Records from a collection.
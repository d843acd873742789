//! Typed read queries returning full [`Paper`] records.

use super::*;

/// Which papers a [`Query`] selects.
#[derive(Debug, Clone, Copy, PartialEq, Eq)]
pub enum QueryCriteria {
  /// Papers first announced on the given day, in ingestion order
  AnnouncedOn(NaiveDate),
  /// Every stored paper, newest URL first
  All,
}

/// A query for retrieving papers from the store.
#[derive(Debug, Clone, Copy)]
pub struct Query {
  /// Selection criteria
  criteria: QueryCriteria,
}

impl Query {
  /// Creates a new query with the given criteria.
  pub fn new(criteria: QueryCriteria) -> Self { Self { criteria } }

  /// Papers whose first-announced date equals `date`.
  pub fn on_date(date: NaiveDate) -> Self { Self::new(QueryCriteria::AnnouncedOn(date)) }

  /// Every stored paper.
  pub fn all() -> Self { Self::new(QueryCriteria::All) }
}

#[async_trait]
impl DatabaseInstruction for Query {
  type Output = Vec<Paper>;

  async fn execute(&self, db: &mut Database) -> Result<Self::Output> {
    let criteria = self.criteria;
    Ok(
      db.conn
        .call(move |conn| {
          let papers: Vec<Paper> = match criteria {
            QueryCriteria::AnnouncedOn(date) => {
              let mut stmt = conn.prepare_cached(&format!(
                "SELECT {PAPER_COLUMNS} FROM papers WHERE first_announced_date = ?1 ORDER BY \
                 rowid"
              ))?;
              let papers =
                stmt.query_map(params![date], paper_from_row)?.collect::<rusqlite::Result<_>>()?;
              papers
            },
            QueryCriteria::All => {
              let mut stmt = conn
                .prepare_cached(&format!("SELECT {PAPER_COLUMNS} FROM papers ORDER BY url DESC"))?;
              let papers = stmt.query_map([], paper_from_row)?.collect::<rusqlite::Result<_>>()?;
              papers
            },
          };
          Ok(papers)
        })
        .await?,
    )
  }
}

Exercise.
Could you give the data again, word for word?

Answer to the exercise.
repository d843acd873742789
//! Typed read queries returning full [`Paper`] records.

use super::*;

/// Which papers a [`Query`] selects.
#[derive(Debug, Clone, Copy, PartialEq, Eq)]
pub enum QueryCriteria {
  /// Papers first announced on the given day, in ingestion order
  AnnouncedOn(NaiveDate),
  /// Every stored paper, newest URL first
  All,
}

/// A query for retrieving papers from the store.
#[derive(Debug, Clone, Copy)]
pub struct Query {
  /// Selection criteria
  criteria: QueryCriteria,
}

impl Query {
  /// Creates a new query with the given criteria.
  pub fn new(criteria: QueryCriteria) -> Self { Self { criteria } }

  /// Papers whose first-announced date equals `date`.
  pub fn on_date(date: NaiveDate) -> Self { Self::new(QueryCriteria::AnnouncedOn(date)) }

  /// Every stored paper.
  pub fn all() -> Self { Self::new(QueryCriteria::All) }
}

#[async_trait]
impl DatabaseInstruction for Query {
  type Output = Vec<Paper>;

  async fn execute(&self, db: &mut Database) -> Result<Self::Output> {
    let criteria = self.criteria;
    Ok(
      db.conn
        .call(move |conn| {
          let papers: Vec<Paper> = match criteria {
            QueryCriteria::AnnouncedOn(date) => {
              let mut stmt = conn.prepare_cached(&format!(
                "SELECT {PAPER_COLUMNS} FROM papers WHERE first_announced_date = ?1 ORDER BY \
                 rowid"
              ))?;
              let papers =
                stmt.query_map(params![date], paper_from_row)?.collect::<rusqlite::Result<_>>()?;
              papers
            },
            QueryCriteria::All => {
              let mut stmt = conn
                .prepare_cached(&format!("SELECT {PAPER_COLUMNS} FROM papers ORDER BY url DESC"))?;
              let papers = stmt.query_map([], paper_from_row)?.collect::<rusqlite::Result<_>>()?;
              papers
            },
          };
          Ok(papers)
        })
        .await?,
    )
  }
}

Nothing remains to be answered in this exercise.